>>

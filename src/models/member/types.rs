use serde::Serialize;

/// A CMS account. `permission_codes` is a comma-separated list of codes,
/// e.g. `trees.manage,trees.delete`.
#[derive(Debug, Clone, Serialize)]
pub struct Member {
    pub id: i64,
    pub username: String,
    #[serde(skip_serializing)]
    pub password_hash: String,
    pub permission_codes: String,
    pub created_at: String,
}

#[derive(Debug, Clone)]
pub struct NewMember {
    pub username: String,
    pub password_hash: String,
    pub permission_codes: String,
}
use actix_session::Session;
use actix_web::{HttpResponse, web};
use serde_json::json;

use crate::auth::session::require_permission;
use crate::db::DbPool;
use crate::errors::AppError;
use crate::models::element::{self, DELETE_CODE, MANAGE_CODE};

pub async fn list(pool: web::Data<DbPool>, session: Session) -> Result<HttpResponse, AppError> {
    require_permission(&session, MANAGE_CODE)?;

    let conn = pool.get()?;
    let elements = element::find_all(&conn)?;
    Ok(HttpResponse::Ok().json(elements))
}

pub async fn get(
    pool: web::Data<DbPool>,
    session: Session,
    path: web::Path<i64>,
) -> Result<HttpResponse, AppError> {
    require_permission(&session, MANAGE_CODE)?;

    let conn = pool.get()?;
    let element = element::find_by_id(&conn, path.into_inner())?.ok_or(AppError::NotFound)?;
    let first_step = element::first_step(&conn, &element)?;

    Ok(HttpResponse::Ok().json(json!({
        "element": element,
        "first_step": first_step,
        "edit_first_step_link": element::edit_first_step_link(&element),
    })))
}

pub async fn create(
    pool: web::Data<DbPool>,
    session: Session,
    form: web::Json<element::ElementForm>,
) -> Result<HttpResponse, AppError> {
    require_permission(&session, MANAGE_CODE)?;

    let conn = pool.get()?;
    let id = element::create(&conn, &form)?;
    let created = element::find_by_id(&conn, id)?.ok_or(AppError::NotFound)?;

    log::info!("Created element {id} ({})", created.title);
    Ok(HttpResponse::Created().json(created))
}

pub async fn update(
    pool: web::Data<DbPool>,
    session: Session,
    path: web::Path<i64>,
    form: web::Json<element::ElementForm>,
) -> Result<HttpResponse, AppError> {
    require_permission(&session, MANAGE_CODE)?;

    let conn = pool.get()?;
    let id = path.into_inner();
    element::update(&conn, id, &form)?;
    let updated = element::find_by_id(&conn, id)?.ok_or(AppError::NotFound)?;

    Ok(HttpResponse::Ok().json(updated))
}

pub async fn delete(
    pool: web::Data<DbPool>,
    session: Session,
    path: web::Path<i64>,
) -> Result<HttpResponse, AppError> {
    require_permission(&session, DELETE_CODE)?;

    let conn = pool.get()?;
    element::delete(&conn, path.into_inner())?;
    Ok(HttpResponse::Ok().json(json!({ "ok": true })))
}
pub mod answer;
pub mod element;
pub mod member;
pub mod step;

<<

**Task:**
The word "list" occurs on some lines of the entries. Work out how many such lines there are and reply with the number alone.

**Result for this task:**
2